//! Common types and traits for 2D plan geometry.
//!
//! Everything in the planner is measured in centimetres on a plan whose origin
//! sits in the bottom-left corner of the room, X growing to the right and Y
//! growing towards the top wall.

use std::ops::{Add, AddAssign, Mul, Neg, Sub};

use serde::{Deserialize, Serialize};
use utoipa::ToSchema;

/// Global numerical tolerance for floating-point comparisons.
pub const EPSILON_GENERAL: f64 = 1e-6;

/// Represents a 2D vector or point on the floor plan.
///
/// # Examples
/// ```
/// use room_planner::types::Vec2;
///
/// let hinge = Vec2::new(100.0, 0.0);
/// let tip = hinge + Vec2::new(90.0, 0.0);
/// assert_eq!(tip.x, 190.0);
/// ```
#[derive(Clone, Copy, Debug, Default, PartialEq, Serialize, Deserialize, ToSchema)]
pub struct Vec2 {
    #[serde(rename = "xCm")]
    pub x: f64,
    #[serde(rename = "yCm")]
    pub y: f64,
}

impl Vec2 {
    /// Creates a new 2D vector.
    #[inline]
    pub const fn new(x: f64, y: f64) -> Self {
        Self { x, y }
    }

    /// Creates a zero vector (origin).
    #[inline]
    pub const fn zero() -> Self {
        Self::new(0.0, 0.0)
    }

    /// Dot product with another vector.
    #[inline]
    pub fn dot(&self, other: &Self) -> f64 {
        self.x * other.x + self.y * other.y
    }

    /// Squared Euclidean length.
    #[inline]
    pub fn length_squared(&self) -> f64 {
        self.dot(self)
    }

    /// Rotates the vector by 90° clockwise.
    #[inline]
    pub const fn rotated_cw(&self) -> Self {
        Self::new(self.y, -self.x)
    }

    /// Rotates the vector by 90° counter-clockwise.
    #[inline]
    pub const fn rotated_ccw(&self) -> Self {
        Self::new(-self.y, self.x)
    }

    /// Checks if both components are finite.
    #[inline]
    pub fn is_finite(&self) -> bool {
        self.x.is_finite() && self.y.is_finite()
    }
}

impl Add for Vec2 {
    type Output = Self;

    #[inline]
    fn add(self, rhs: Self) -> Self::Output {
        Self::new(self.x + rhs.x, self.y + rhs.y)
    }
}

impl AddAssign for Vec2 {
    #[inline]
    fn add_assign(&mut self, rhs: Self) {
        self.x += rhs.x;
        self.y += rhs.y;
    }
}

impl Sub for Vec2 {
    type Output = Self;

    #[inline]
    fn sub(self, rhs: Self) -> Self::Output {
        Self::new(self.x - rhs.x, self.y - rhs.y)
    }
}

impl Mul<f64> for Vec2 {
    type Output = Self;

    #[inline]
    fn mul(self, scalar: f64) -> Self::Output {
        Self::new(self.x * scalar, self.y * scalar)
    }
}

impl Neg for Vec2 {
    type Output = Self;

    #[inline]
    fn neg(self) -> Self::Output {
        Self::new(-self.x, -self.y)
    }
}

/// Rotation-adjusted plan footprint of an item (2D AABB).
///
/// `x`/`y` is the bottom-left corner, `w` the extent along X and `l` the
/// extent along Y. Height never takes part in the footprint.
#[derive(Clone, Copy, Debug, PartialEq, Serialize, ToSchema)]
pub struct Footprint {
    pub x: f64,
    pub y: f64,
    pub w: f64,
    pub l: f64,
}

impl Footprint {
    #[inline]
    pub const fn new(x: f64, y: f64, w: f64, l: f64) -> Self {
        Self { x, y, w, l }
    }

    /// X coordinate of the right edge.
    #[inline]
    pub fn right(&self) -> f64 {
        self.x + self.w
    }

    /// Y coordinate of the top edge.
    #[inline]
    pub fn top(&self) -> f64 {
        self.y + self.l
    }

    /// Strict intersection; shared edges do not count.
    #[inline]
    pub fn overlaps(&self, other: &Self) -> bool {
        !(self.right() <= other.x
            || other.right() <= self.x
            || self.top() <= other.y
            || other.top() <= self.y)
    }

    /// Checks if a point lies inside the footprint, edges included.
    #[inline]
    pub fn contains_point(&self, point: &Vec2) -> bool {
        point.x >= self.x && point.x <= self.right() && point.y >= self.y && point.y <= self.top()
    }

    /// Corners in the order bottom-left, bottom-right, top-left, top-right.
    pub fn corners(&self) -> [Vec2; 4] {
        [
            Vec2::new(self.x, self.y),
            Vec2::new(self.right(), self.y),
            Vec2::new(self.x, self.top()),
            Vec2::new(self.right(), self.top()),
        ]
    }

    /// Closest point of the footprint to `point`.
    pub fn closest_point(&self, point: &Vec2) -> Vec2 {
        Vec2::new(
            crate::geometry::clamp_range(point.x, self.x, self.right()),
            crate::geometry::clamp_range(point.y, self.y, self.top()),
        )
    }
}

/// Common geometric interface shared by every item category.
pub trait Placeable {
    /// Rotation-adjusted plan footprint.
    fn footprint(&self) -> Footprint;

    /// Lower end of the vertical span (height above the floor).
    fn base_z(&self) -> f64;

    /// Upper end of the vertical span. Zero for items without vertical extent.
    fn top_z(&self) -> f64;

    /// Whether the item takes part in vertical stacking conflicts.
    fn is_vertical_obstacle(&self) -> bool;
}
------
Can you reproduce all the material exactly?

//! Common types and traits for 2D plan geometry.
//!
//! Everything in the planner is measured in centimetres on a plan whose origin
//! sits in the bottom-left corner of the room, X growing to the right and Y
//! growing towards the top wall.

use std::ops::{Add, AddAssign, Mul, Neg, Sub};

use serde::{Deserialize, Serialize};
use utoipa::ToSchema;

/// Global numerical tolerance for floating-point comparisons.
pub const EPSILON_GENERAL: f64 = 1e-6;

/// Represents a 2D vector or point on the floor plan.
///
/// # Examples
/// ```
/// use room_planner::types::Vec2;
///
/// let hinge = Vec2::new(100.0, 0.0);
/// let tip = hinge + Vec2::new(90.0, 0.0);
/// assert_eq!(tip.x, 190.0);
/// ```
#[derive(Clone, Copy, Debug, Default, PartialEq, Serialize, Deserialize, ToSchema)]
pub struct Vec2 {
    #[serde(rename = "xCm")]
    pub x: f64,
    #[serde(rename = "yCm")]
    pub y: f64,
}

impl Vec2 {
    /// Creates a new 2D vector.
    #[inline]
    pub const fn new(x: f64, y: f64) -> Self {
        Self { x, y }
    }

    /// Creates a zero vector (origin).
    #[inline]
    pub const fn zero() -> Self {
        Self::new(0.0, 0.0)
    }

    /// Dot product with another vector.
    #[inline]
    pub fn dot(&self, other: &Self) -> f64 {
        self.x * other.x + self.y * other.y
    }

    /// Squared Euclidean length.
    #[inline]
    pub fn length_squared(&self) -> f64 {
        self.dot(self)
    }

    /// Rotates the vector by 90° clockwise.
    #[inline]
    pub const fn rotated_cw(&self) -> Self {
        Self::new(self.y, -self.x)
    }

    /// Rotates the vector by 90° counter-clockwise.
    #[inline]
    pub const fn rotated_ccw(&self) -> Self {
        Self::new(-self.y, self.x)
    }

    /// Checks if both components are finite.
    #[inline]
    pub fn is_finite(&self) -> bool {
        self.x.is_finite() && self.y.is_finite()
    }
}

impl Add for Vec2 {
    type Output = Self;

    #[inline]
    fn add(self, rhs: Self) -> Self::Output {
        Self::new(self.x + rhs.x, self.y + rhs.y)
    }
}

impl AddAssign for Vec2 {
    #[inline]
    fn add_assign(&mut self, rhs: Self) {
        self.x += rhs.x;
        self.y += rhs.y;
    }
}

impl Sub for Vec2 {
    type Output = Self;

    #[inline]
    fn sub(self, rhs: Self) -> Self::Output {
        Self::new(self.x - rhs.x, self.y - rhs.y)
    }
}

impl Mul<f64> for Vec2 {
    type Output = Self;

    #[inline]
    fn mul(self, scalar: f64) -> Self::Output {
        Self::new(self.x * scalar, self.y * scalar)
    }
}

impl Neg for Vec2 {
    type Output = Self;

    #[inline]
    fn neg(self) -> Self::Output {
        Self::new(-self.x, -self.y)
    }
}

/// Rotation-adjusted plan footprint of an item (2D AABB).
///
/// `x`/`y` is the bottom-left corner, `w` the extent along X and `l` the
/// extent along Y. Height never takes part in the footprint.
#[derive(Clone, Copy, Debug, PartialEq, Serialize, ToSchema)]
pub struct Footprint {
    pub x: f64,
    pub y: f64,
    pub w: f64,
    pub l: f64,
}

impl Footprint {
    #[inline]
    pub const fn new(x: f64, y: f64, w: f64, l: f64) -> Self {
        Self { x, y, w, l }
    }

    /// X coordinate of the right edge.
    #[inline]
    pub fn right(&self) -> f64 {
        self.x + self.w
    }

    /// Y coordinate of the top edge.
    #[inline]
    pub fn top(&self) -> f64 {
        self.y + self.l
    }

    /// Strict intersection; shared edges do not count.
    #[inline]
    pub fn overlaps(&self, other: &Self) -> bool {
        !(self.right() <= other.x
            || other.right() <= self.x
            || self.top() <= other.y
            || other.top() <= self.y)
    }

    /// Checks if a point lies inside the footprint, edges included.
    #[inline]
    pub fn contains_point(&self, point: &Vec2) -> bool {
        point.x >= self.x && point.x <= self.right() && point.y >= self.y && point.y <= self.top()
    }

    /// Corners in the order bottom-left, bottom-right, top-left, top-right.
    pub fn corners(&self) -> [Vec2; 4] {
        [
            Vec2::new(self.x, self.y),
            Vec2::new(self.right(), self.y),
            Vec2::new(self.x, self.top()),
            Vec2::new(self.right(), self.top()),
        ]
    }

    /// Closest point of the footprint to `point`.
    pub fn closest_point(&self, point: &Vec2) -> Vec2 {
        Vec2::new(
            crate::geometry::clamp_range(point.x, self.x, self.right()),
            crate::geometry::clamp_range(point.y, self.y, self.top()),
        )
    }
}

/// Common geometric interface shared by every item category.
pub trait Placeable {
    /// Rotation-adjusted plan footprint.
    fn footprint(&self) -> Footprint;

    /// Lower end of the vertical span (height above the floor).
    fn base_z(&self) -> f64;

    /// Upper end of the vertical span. Zero for items without vertical extent.
    fn top_z(&self) -> f64;

    /// Whether the item takes part in vertical stacking conflicts.
    fn is_vertical_obstacle(&self) -> bool;
}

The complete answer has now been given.